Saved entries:
+ + + + +

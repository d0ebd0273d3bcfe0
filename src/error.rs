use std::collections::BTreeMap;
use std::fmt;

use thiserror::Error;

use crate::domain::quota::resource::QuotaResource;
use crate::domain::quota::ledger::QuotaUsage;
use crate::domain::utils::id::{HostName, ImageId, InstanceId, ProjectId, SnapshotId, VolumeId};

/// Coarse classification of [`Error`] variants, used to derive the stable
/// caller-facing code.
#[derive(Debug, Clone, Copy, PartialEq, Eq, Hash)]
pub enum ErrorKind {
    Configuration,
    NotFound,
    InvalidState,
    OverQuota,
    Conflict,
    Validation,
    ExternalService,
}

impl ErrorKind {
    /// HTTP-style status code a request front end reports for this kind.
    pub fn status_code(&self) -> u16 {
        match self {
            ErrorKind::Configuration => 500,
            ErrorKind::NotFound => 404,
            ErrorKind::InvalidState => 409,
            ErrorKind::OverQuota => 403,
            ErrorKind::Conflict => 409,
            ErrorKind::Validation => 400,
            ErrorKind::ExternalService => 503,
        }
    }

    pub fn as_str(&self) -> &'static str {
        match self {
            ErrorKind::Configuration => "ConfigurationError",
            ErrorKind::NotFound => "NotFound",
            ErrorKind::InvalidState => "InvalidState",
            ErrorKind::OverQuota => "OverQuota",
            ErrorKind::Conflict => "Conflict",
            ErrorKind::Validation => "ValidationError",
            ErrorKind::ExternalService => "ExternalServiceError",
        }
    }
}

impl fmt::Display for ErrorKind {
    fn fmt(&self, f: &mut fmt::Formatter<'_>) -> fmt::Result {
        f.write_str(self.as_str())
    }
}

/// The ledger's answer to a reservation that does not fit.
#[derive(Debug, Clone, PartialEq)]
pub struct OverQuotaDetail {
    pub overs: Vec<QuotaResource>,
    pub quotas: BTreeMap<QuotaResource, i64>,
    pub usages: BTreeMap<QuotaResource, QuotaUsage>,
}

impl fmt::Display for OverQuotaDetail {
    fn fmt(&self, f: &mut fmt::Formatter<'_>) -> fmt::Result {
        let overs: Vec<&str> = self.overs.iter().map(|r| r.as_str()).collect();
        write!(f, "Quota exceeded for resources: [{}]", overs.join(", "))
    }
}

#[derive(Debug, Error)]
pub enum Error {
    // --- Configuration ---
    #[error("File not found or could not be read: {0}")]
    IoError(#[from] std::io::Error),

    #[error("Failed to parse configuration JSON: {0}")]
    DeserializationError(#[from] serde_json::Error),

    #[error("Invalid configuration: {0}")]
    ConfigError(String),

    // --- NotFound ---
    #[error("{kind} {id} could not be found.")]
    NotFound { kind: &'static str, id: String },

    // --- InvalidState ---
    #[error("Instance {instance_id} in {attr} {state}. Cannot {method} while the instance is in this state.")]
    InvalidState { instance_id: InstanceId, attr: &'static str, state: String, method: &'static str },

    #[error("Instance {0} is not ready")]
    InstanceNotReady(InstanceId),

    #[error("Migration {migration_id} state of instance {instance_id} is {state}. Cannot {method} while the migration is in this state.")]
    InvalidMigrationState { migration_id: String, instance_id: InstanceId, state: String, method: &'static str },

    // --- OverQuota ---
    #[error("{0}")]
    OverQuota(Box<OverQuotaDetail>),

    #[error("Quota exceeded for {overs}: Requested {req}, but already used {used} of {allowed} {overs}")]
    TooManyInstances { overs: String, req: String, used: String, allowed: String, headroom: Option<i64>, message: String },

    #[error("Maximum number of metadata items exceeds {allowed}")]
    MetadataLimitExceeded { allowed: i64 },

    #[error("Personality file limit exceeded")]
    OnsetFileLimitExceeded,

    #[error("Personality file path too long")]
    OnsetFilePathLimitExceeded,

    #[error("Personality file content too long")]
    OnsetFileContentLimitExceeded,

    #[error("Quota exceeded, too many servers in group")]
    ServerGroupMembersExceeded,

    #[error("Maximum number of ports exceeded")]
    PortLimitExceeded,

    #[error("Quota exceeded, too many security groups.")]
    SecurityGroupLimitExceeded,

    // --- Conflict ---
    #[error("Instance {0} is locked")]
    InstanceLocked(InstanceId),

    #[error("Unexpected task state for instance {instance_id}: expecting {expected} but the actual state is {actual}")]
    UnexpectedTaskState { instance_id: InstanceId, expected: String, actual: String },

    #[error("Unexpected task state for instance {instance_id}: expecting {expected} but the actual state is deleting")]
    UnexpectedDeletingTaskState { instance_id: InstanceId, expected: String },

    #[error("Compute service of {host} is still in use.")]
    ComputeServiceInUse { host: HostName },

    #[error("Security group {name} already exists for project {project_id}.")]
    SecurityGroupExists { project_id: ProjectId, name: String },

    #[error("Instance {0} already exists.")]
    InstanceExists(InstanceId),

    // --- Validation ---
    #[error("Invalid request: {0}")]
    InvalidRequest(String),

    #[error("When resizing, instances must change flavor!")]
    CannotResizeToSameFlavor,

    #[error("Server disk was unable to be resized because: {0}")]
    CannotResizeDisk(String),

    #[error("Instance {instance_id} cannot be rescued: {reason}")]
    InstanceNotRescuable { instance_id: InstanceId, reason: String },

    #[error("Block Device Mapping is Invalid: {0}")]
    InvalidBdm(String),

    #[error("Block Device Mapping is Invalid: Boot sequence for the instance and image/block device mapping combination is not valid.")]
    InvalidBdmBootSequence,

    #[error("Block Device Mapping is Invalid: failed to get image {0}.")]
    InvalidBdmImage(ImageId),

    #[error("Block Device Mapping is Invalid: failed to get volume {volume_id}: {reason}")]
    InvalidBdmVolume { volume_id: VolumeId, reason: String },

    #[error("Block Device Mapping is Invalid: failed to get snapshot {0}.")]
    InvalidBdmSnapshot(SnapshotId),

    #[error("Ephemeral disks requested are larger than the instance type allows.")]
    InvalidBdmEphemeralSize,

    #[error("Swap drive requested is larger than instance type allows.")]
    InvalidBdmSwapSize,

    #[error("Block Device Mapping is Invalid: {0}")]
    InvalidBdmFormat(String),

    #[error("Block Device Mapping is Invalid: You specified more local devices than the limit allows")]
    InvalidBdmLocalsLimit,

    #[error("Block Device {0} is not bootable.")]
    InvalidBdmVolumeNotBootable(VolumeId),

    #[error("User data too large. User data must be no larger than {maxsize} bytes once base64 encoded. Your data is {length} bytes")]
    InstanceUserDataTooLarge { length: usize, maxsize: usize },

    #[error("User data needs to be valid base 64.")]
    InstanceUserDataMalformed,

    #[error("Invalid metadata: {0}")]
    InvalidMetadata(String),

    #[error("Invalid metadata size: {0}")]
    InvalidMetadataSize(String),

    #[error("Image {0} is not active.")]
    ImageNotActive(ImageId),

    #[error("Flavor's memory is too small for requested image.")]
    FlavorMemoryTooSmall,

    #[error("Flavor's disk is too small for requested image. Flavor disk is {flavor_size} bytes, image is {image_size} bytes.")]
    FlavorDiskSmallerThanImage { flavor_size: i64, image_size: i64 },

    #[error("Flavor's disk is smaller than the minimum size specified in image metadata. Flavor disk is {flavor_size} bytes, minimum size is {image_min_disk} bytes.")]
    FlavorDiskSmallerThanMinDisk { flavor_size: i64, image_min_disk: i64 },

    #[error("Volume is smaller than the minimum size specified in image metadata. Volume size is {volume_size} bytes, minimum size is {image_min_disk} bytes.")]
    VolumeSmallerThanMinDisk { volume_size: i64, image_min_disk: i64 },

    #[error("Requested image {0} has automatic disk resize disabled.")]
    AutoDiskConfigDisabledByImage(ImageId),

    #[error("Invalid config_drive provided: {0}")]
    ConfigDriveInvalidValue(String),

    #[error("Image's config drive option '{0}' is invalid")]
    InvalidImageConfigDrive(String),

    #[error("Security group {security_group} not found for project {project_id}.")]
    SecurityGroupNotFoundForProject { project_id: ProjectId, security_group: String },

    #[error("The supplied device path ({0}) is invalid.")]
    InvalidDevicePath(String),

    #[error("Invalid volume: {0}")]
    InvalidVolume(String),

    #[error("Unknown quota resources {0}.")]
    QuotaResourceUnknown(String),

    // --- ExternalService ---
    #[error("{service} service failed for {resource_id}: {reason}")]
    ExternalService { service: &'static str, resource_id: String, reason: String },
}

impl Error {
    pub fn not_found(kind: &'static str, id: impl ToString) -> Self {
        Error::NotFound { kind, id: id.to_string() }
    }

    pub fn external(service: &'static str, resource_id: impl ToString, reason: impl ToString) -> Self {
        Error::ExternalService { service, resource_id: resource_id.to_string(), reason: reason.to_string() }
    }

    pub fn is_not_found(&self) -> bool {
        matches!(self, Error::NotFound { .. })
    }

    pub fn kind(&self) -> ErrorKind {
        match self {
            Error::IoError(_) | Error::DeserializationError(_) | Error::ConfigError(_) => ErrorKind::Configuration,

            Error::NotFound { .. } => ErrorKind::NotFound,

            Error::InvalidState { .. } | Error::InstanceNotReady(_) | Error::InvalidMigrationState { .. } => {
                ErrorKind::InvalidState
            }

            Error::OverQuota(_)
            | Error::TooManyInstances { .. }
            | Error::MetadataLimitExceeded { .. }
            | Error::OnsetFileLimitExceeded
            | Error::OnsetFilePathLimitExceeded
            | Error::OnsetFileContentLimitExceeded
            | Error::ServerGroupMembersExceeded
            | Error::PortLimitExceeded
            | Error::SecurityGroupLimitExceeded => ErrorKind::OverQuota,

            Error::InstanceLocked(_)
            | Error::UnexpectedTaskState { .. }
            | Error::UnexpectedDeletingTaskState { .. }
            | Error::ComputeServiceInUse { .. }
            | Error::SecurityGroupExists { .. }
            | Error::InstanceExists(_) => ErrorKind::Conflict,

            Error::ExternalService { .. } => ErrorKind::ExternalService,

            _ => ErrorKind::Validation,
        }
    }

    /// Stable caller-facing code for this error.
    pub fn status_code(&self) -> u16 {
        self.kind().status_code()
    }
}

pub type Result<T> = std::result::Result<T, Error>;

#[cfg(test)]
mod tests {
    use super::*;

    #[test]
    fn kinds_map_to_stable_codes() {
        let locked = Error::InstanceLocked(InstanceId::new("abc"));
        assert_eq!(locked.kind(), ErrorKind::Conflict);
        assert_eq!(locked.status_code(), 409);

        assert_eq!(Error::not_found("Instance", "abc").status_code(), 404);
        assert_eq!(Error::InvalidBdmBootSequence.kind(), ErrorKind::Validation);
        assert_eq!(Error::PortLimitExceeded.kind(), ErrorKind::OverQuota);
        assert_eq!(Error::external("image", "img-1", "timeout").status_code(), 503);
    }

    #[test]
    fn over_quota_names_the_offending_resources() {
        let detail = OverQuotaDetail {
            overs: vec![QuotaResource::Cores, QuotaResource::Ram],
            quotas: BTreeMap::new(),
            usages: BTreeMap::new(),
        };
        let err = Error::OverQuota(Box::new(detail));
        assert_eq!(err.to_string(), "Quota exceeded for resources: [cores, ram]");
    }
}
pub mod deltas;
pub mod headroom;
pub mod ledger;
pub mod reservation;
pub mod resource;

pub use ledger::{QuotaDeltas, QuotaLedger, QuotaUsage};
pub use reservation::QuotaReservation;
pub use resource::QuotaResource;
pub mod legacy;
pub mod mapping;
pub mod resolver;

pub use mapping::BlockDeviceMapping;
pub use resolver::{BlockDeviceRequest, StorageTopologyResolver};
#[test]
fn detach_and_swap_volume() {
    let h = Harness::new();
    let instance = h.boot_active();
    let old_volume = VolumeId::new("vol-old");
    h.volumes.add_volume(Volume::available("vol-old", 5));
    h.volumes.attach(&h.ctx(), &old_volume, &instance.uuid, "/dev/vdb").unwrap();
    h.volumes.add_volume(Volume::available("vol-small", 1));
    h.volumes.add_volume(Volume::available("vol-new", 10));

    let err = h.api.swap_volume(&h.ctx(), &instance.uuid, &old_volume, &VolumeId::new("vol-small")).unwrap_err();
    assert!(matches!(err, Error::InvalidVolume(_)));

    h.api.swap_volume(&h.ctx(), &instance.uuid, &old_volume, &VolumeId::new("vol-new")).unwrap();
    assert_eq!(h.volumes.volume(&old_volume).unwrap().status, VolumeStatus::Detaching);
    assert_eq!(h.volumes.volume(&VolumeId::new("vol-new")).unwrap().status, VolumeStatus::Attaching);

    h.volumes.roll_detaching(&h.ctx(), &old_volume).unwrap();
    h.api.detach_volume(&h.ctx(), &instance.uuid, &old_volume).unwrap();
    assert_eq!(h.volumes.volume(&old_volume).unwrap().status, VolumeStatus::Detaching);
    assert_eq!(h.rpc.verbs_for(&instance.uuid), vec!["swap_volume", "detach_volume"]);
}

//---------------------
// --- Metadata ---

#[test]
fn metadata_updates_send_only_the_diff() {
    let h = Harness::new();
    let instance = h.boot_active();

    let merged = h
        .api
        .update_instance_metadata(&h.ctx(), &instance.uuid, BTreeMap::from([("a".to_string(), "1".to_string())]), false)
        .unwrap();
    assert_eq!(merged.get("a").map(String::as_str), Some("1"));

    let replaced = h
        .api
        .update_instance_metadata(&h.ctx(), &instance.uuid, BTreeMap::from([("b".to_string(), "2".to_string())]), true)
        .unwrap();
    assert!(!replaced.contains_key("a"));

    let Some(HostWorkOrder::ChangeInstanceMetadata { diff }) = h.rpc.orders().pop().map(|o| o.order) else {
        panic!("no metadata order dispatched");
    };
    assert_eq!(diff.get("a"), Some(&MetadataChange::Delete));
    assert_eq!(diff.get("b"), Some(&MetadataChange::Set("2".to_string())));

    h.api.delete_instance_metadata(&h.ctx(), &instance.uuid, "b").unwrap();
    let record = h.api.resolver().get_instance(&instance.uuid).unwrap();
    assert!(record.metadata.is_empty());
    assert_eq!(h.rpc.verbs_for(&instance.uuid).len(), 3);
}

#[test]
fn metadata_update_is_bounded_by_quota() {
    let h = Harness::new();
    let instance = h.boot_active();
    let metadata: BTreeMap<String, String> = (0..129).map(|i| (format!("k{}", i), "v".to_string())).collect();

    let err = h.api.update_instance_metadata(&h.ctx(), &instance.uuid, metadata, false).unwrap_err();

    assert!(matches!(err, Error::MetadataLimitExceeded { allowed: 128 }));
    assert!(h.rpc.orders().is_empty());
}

+ + + + +

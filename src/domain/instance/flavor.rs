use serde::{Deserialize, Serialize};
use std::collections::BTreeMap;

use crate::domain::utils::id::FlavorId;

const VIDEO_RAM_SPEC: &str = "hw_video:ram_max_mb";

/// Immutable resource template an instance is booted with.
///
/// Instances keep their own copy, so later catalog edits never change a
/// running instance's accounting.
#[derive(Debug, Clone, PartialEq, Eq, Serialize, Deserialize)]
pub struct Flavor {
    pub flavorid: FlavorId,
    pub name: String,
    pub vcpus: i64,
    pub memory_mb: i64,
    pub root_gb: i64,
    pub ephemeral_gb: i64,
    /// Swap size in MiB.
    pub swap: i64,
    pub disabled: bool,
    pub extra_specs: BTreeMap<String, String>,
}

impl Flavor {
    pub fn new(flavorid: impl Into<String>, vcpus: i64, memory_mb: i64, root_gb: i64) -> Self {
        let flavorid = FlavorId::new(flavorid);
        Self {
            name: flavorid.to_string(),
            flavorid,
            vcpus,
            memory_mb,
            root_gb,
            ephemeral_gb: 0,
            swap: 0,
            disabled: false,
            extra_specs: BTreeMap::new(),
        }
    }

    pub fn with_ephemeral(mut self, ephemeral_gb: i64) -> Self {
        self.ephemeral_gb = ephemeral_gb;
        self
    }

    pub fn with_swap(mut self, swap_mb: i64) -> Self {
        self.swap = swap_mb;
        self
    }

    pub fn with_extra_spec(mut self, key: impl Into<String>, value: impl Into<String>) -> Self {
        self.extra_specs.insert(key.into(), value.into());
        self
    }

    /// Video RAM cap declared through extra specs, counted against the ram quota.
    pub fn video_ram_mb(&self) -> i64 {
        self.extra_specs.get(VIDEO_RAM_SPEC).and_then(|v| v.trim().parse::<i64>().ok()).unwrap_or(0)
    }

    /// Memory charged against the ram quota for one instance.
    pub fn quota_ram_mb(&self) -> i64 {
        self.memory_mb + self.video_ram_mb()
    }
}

+ + + + +

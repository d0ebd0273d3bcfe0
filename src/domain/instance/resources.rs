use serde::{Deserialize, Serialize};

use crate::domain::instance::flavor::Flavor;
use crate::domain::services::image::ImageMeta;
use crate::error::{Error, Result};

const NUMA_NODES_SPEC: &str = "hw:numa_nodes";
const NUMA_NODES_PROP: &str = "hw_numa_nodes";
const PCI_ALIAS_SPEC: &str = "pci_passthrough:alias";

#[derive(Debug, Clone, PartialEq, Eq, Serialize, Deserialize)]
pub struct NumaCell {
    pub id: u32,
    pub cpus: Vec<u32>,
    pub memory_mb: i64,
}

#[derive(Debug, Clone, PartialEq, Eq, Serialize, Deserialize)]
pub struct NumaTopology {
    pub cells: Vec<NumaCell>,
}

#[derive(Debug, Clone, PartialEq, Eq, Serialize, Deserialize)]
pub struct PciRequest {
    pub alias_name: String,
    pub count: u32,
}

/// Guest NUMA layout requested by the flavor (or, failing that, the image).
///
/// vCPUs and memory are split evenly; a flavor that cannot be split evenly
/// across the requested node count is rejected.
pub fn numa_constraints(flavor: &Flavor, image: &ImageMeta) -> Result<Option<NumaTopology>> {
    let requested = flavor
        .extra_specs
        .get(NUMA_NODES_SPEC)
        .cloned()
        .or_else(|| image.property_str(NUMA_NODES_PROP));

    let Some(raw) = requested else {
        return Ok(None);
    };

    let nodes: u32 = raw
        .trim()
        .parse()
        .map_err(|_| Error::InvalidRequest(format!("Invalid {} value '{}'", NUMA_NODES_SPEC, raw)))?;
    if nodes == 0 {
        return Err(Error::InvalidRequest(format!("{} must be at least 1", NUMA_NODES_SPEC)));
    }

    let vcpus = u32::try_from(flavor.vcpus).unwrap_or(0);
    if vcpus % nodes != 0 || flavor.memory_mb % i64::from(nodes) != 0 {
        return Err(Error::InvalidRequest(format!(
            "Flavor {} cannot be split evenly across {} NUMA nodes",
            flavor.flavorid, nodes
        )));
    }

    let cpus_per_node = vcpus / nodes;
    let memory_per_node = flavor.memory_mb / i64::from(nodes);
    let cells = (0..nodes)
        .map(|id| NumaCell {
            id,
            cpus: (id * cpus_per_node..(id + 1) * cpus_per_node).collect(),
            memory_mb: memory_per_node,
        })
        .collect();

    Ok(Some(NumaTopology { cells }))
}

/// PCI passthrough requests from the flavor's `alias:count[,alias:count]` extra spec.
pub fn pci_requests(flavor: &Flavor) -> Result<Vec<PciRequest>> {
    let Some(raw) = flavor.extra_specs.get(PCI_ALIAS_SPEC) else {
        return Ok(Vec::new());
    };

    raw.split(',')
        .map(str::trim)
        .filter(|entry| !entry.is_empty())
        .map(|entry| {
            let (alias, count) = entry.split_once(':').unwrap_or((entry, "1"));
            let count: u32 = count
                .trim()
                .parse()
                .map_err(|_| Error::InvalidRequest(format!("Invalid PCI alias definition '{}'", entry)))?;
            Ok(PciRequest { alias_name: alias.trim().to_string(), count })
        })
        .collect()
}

+ + + + +

Retrieve each line of the data in which the word "domain" can be found.

(SOLUTION):
use crate::domain::quota::resource::QuotaResource;
use crate::domain::quota::ledger::QuotaUsage;
use crate::domain::utils::id::{HostName, ImageId, InstanceId, ProjectId, SnapshotId, VolumeId};
filename src/domain/instance/flavor.rs
use crate::domain::utils::id::FlavorId;
filename src/domain/instance/resources.rs
use crate::domain::instance::flavor::Flavor;
use crate::domain::services::image::ImageMeta;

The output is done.